Governo e Parlamento
Medici di famiglia
03/06/2025

Mmg, Schillaci apre alla scelta tra dipendenza e libera professione

Perplessa la Federazione Italiana dei Medici di Medicina Generale, che ribadisce la propria contrarietà all’ipotesi della dipendenza

medici braccia incrociate

Il futuro della medicina generale in Italia si gioca sul nodo del contratto e sulla riorganizzazione delle cure primarie. Il ministro della Salute Orazio Schillaci ha rilanciato la proposta di una riforma strutturale che preveda per i medici di famiglia la possibilità di scegliere se operare in libera professione convenzionata o come dipendenti del Servizio Sanitario Nazionale, all’interno delle strutture territoriali previste dal Pnrr, come le Case di Comunità. Perplessa la Federazione Italiana dei Medici di Medicina Generale (Fimmg), che ribadisce la propria contrarietà all’ipotesi della dipendenza.
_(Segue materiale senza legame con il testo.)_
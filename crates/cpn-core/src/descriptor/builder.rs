//! Builder validado de `ComponentDescriptor`.
//!
//! La validación ocurre una vez, en `build()`, independiente de cualquier
//! ejecución: nombres únicos y no reservados, al menos un rol, dirección de
//! cada artifact coherente con el método que lo declara, entradas sólo de
//! `data` o `model` y defaults de parámetros bien tipados.

use indexmap::IndexMap;

use super::{ArgumentKind, ComponentDescriptor, ParameterDescriptor};
use crate::constants::RESERVED_ARGUMENTS;
use crate::errors::BindError;
use crate::model::{ArtifactCategory, ArtifactDescriptor, Direction, Role};

#[derive(Debug)]
pub struct ComponentDescriptorBuilder {
    name: String,
    version: String,
    description: Option<String>,
    roles: Vec<Role>,
    arguments: Vec<ArgumentKind>,
}

impl ComponentDescriptorBuilder {
    pub(crate) fn new(name: &str) -> Self {
        Self { name: name.to_string(),
               version: "1.0.0".to_string(),
               description: None,
               roles: Vec::new(),
               arguments: Vec::new() }
    }

    pub fn version(mut self, version: &str) -> Self {
        self.version = version.to_string();
        self
    }

    pub fn description(mut self, text: &str) -> Self {
        self.description = Some(text.to_string());
        self
    }

    pub fn roles(mut self, roles: impl IntoIterator<Item = Role>) -> Self {
        for role in roles {
            if !self.roles.contains(&role) {
                self.roles.push(role);
            }
        }
        self
    }

    pub fn parameter(mut self, parameter: ParameterDescriptor) -> Self {
        self.arguments.push(ArgumentKind::Parameter(parameter));
        self
    }

    pub fn input(mut self, artifact: ArtifactDescriptor) -> Self {
        self.arguments.push(ArgumentKind::Input(artifact));
        self
    }

    pub fn output(mut self, artifact: ArtifactDescriptor) -> Self {
        self.arguments.push(ArgumentKind::Output(artifact));
        self
    }

    pub fn build(self) -> Result<ComponentDescriptor, BindError> {
        let invalid = |cause: String| BindError::InvalidDescriptor { component: self.name.clone(),
                                                                     cause };
        if self.name.trim().is_empty() {
            return Err(invalid("component name is empty".into()));
        }
        if self.roles.is_empty() {
            return Err(invalid("at least one role is required".into()));
        }

        let mut arguments = IndexMap::with_capacity(self.arguments.len());
        for arg in &self.arguments {
            let name = arg.name();
            if name.trim().is_empty() {
                return Err(invalid("argument with empty name".into()));
            }
            if RESERVED_ARGUMENTS.iter().any(|r| *r == name) {
                return Err(invalid(format!("argument name `{name}` is reserved")));
            }
            match arg {
                ArgumentKind::Input(a) if a.direction != Direction::Input => {
                    return Err(invalid(format!("`{name}` declared as input but described as {}", a.kind_tag())));
                }
                ArgumentKind::Input(a) if a.category == ArtifactCategory::Metric => {
                    return Err(invalid(format!("`{name}`: metric artifacts can only be outputs")));
                }
                ArgumentKind::Output(a) if a.direction != Direction::Output => {
                    return Err(invalid(format!("`{name}` declared as output but described as {}", a.kind_tag())));
                }
                ArgumentKind::Parameter(p) => {
                    if let Some(default) = &p.default {
                        p.check(default)
                         .map_err(|e| invalid(format!("default of parameter `{name}`: {e}")))?;
                    }
                }
                _ => {}
            }
            if arguments.insert(name.to_string(), arg.clone()).is_some() {
                return Err(invalid(format!("duplicate argument name `{name}`")));
            }
        }

        Ok(ComponentDescriptor { name: self.name.clone(),
                                 version: self.version.clone(),
                                 description: self.description.clone(),
                                 roles: self.roles.clone(),
                                 arguments })
    }
}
“Dobbiamo rendere di nuovo attrattiva la professione del medico di famiglia, oggi in crisi vocazionale – ha dichiarato Schillaci in occasione dell’evento Healthcare & Pharma Talk –. Serve una scuola di specializzazione universitaria nazionale e un potenziamento della presenza dei medici di medicina generale nelle strutture territoriali. Credo sia corretto lasciare ai professionisti la scelta tra dipendenza e libera professione”.

Il ministro ha inoltre confermato l’intenzione di rispettare le scadenze del Pnrr e ha annunciato lo stanziamento di 250 milioni per il 2025 e 350 milioni per il 2026 destinati all’assunzione di personale per i team multidisciplinari delle Case di Comunità, includendo medici, infermieri, psicologi e operatori socio-sanitari. L’obiettivo è garantire la piena operatività delle nuove strutture, colmando le attuali carenze di organico.

Alla proposta ha risposto Silvestro Scotti, segretario nazionale Fimmg, che parla di una riforma “pasticciata” e priva di fondamento tecnico. “Siamo disponibili a contribuire al potenziamento delle Case di Comunità, ma il passaggio alla dipendenza non porta benefici, neanche se su base volontaria – afferma Scotti –. In altri Paesi, come Spagna e Portogallo, questo modello ha comportato un allontanamento tra medico e paziente. I turni di lavoro sostituiscono il rapporto diretto, e l’assistenza perde continuità”.

Scotti evidenzia anche il rischio concreto di un ulteriore crollo della medicina generale: un sondaggio su 3.000 medici in formazione ha rilevato che oltre il 40% abbandonerebbe il corso in caso di introduzione della dipendenza. A oggi mancano all’appello 5.500 medici di base, e si stima che altri 7.300 lasceranno entro il 2027 per pensionamento.

Per il sindacato, la priorità deve essere l’aumento delle borse di studio e l’equiparazione economica con le altre specializzazioni: “Oggi i medici in formazione in medicina generale ricevono circa 900 euro al mese, contro i quasi 2.000 delle scuole di specializzazione. Non è così che si incentiva la professione”, conclude Scotti.